# Mud motor or surface drive pics or plans?



## TxTightLiner (Jan 9, 2013)

I need a mud motor or surface drive on my duck boat.
The other day I was cruising through the river when I noticed the I could see the bottom so I turned it around and then bam!! I hit something hard it took a chip outta my prop.
Anyone wanna share there plans and or pics with me ?
I'm handy in the shop so I plan on building my own MM or SD, not sure which yet.
I am still looking for ideas & info on these.
I know you can buy blue prints on these for around $30, but I'm not 100% sure I want to make one so I don't wanna throw 30 away. Any help would be appreciated.


----------



## harleydoc (Jan 11, 2013)

I would get the plan they come with parts list so it makes it easy to piece the thing together.


----------



## TxTightLiner (Jan 11, 2013)

That's what I'm going to have to do.
I am still unsure weather I'm am going to build a SD or LT motor.
I would like to hear from someone who has experience with both and the pros and cons.
Thanks for your reply.
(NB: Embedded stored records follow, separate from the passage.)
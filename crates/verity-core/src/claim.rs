//! Claims under debate and the investigations that seed them

use serde::{Deserialize, Serialize};
use std::fmt;
use uuid::Uuid;

use crate::argument::{Argument, Position};
use crate::evidence::EvidenceRef;

/// Category of evidence investigator
#[derive(Debug, Clone, Copy, PartialEq, Eq, Hash, PartialOrd, Ord, Serialize, Deserialize)]
#[serde(rename_all = "snake_case")]
pub enum AgentType {
    Academic,
    Government,
    News,
    Financial,
    Social,
}

impl AgentType {
    pub const ALL: [AgentType; 5] = [
        Self::Academic,
        Self::Government,
        Self::News,
        Self::Financial,
        Self::Social,
    ];

    pub fn as_str(&self) -> &'static str {
        match self {
            Self::Academic => "academic",
            Self::Government => "government",
            Self::News => "news",
            Self::Financial => "financial",
            Self::Social => "social",
        }
    }
}

impl fmt::Display for AgentType {
    fn fmt(&self, f: &mut fmt::Formatter<'_>) -> fmt::Result {
        f.write_str(self.as_str())
    }
}

/// A claim extracted from user content. Immutable once created.
#[derive(Debug, Clone, PartialEq, Serialize, Deserialize)]
pub struct Claim {
    pub id: String,
    /// Session of the extraction step that produced this claim
    pub session_id: String,
    pub claim_text: String,
    /// Extraction confidence (0 - 100)
    pub extraction_confidence: f64,
}

impl Claim {
    pub fn new(session_id: &str, claim_text: &str, extraction_confidence: f64) -> Self {
        Self {
            id: Uuid::new_v4().to_string(),
            session_id: session_id.to_string(),
            claim_text: claim_text.to_string(),
            extraction_confidence: extraction_confidence.clamp(0.0, 100.0),
        }
    }
}

/// Conclusion category reached by an investigation
#[derive(Debug, Clone, Copy, PartialEq, Eq, Hash, Serialize, Deserialize)]
#[serde(rename_all = "snake_case")]
pub enum Conclusion {
    True,
    False,
    Misleading,
    PartiallyTrue,
    Insufficient,
}

impl Conclusion {
    /// Debate position implied by this conclusion
    pub fn position(&self) -> Position {
        match self {
            Self::True => Position::Supports,
            Self::False | Self::Misleading => Position::Refutes,
            Self::PartiallyTrue | Self::Insufficient => Position::Neutral,
        }
    }
}

/// One agent's investigation of one claim
#[derive(Debug, Clone, Serialize, Deserialize)]
pub struct Investigation {
    pub id: String,
    pub claim_id: String,
    pub agent_type: AgentType,
    pub evidence_found: Vec<EvidenceRef>,
    pub reasoning: String,
    pub conclusion: Conclusion,
    /// Confidence in the conclusion (0 - 100)
    pub confidence_score: f64,
    pub processing_time_ms: u64,
    /// Whether every evidence item passed real-data validation
    #[serde(default)]
    pub safla_compliant: bool,
}

impl Investigation {
    pub fn new(
        claim_id: &str,
        agent_type: AgentType,
        conclusion: Conclusion,
        confidence_score: f64,
    ) -> Self {
        Self {
            id: Uuid::new_v4().to_string(),
            claim_id: claim_id.to_string(),
            agent_type,
            evidence_found: Vec::new(),
            reasoning: String::new(),
            conclusion,
            confidence_score: confidence_score.clamp(0.0, 100.0),
            processing_time_ms: 0,
            safla_compliant: false,
        }
    }

    pub fn with_evidence(mut self, evidence: Vec<EvidenceRef>) -> Self {
        self.safla_compliant =
            !evidence.is_empty() && evidence.iter().all(|e| e.verified_real_data);
        self.evidence_found = evidence;
        self
    }

    pub fn with_reasoning(mut self, reasoning: &str) -> Self {
        self.reasoning = reasoning.to_string();
        self
    }

    /// Build the argument this investigation contributes to a round.
    ///
    /// The evidence list is carried over by reference, never copied or extended.
    pub fn to_argument(&self) -> Argument {
        Argument {
            agent_type: self.agent_type,
            position: self.conclusion.position(),
            conclusion: self.conclusion,
            evidence: self.evidence_found.clone(),
            reasoning: self.reasoning.clone(),
            confidence: self.confidence_score,
        }
    }
}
I hear people are getting 15-20mph out of 13hp LT motors on a 1436!
That seems pretty quick I thought.


----------



## harleydoc (Jan 11, 2013)

I do not know what is better long tail or surface drive I guess is it about where you are trying to do. I build a long trail out if a weed wacker for a canoe I had. I have been working on get part to getter to build on out of a Harley motor. 80 ci motor makes right at 75 hp at the crank and weight just as much as at 35 hp vanguard motor guys are using. It is going to sound sick going down the swamp at 4 in the morning. Lol I may have it built before next year.


----------



## harleydoc (Jan 11, 2013)

https://m.youtube.com/#/watch?v=4rd2d3PQSiA&desktop_uri=%2Fwatch%3Fv%3D4rd2d3PQSiA


----------



## kjames (Feb 1, 2013)

I wish I could help, I was in the same boat awhile back didnt really want to buy the plans just look them over. I coudn't find them any where and the ambition was lost! There is a video on you tube that gives you a good idea.
=D> go you tube


----------



## sdm111 (Feb 1, 2013)

go to www.mudmotortalk.com alot of people are making them there


----------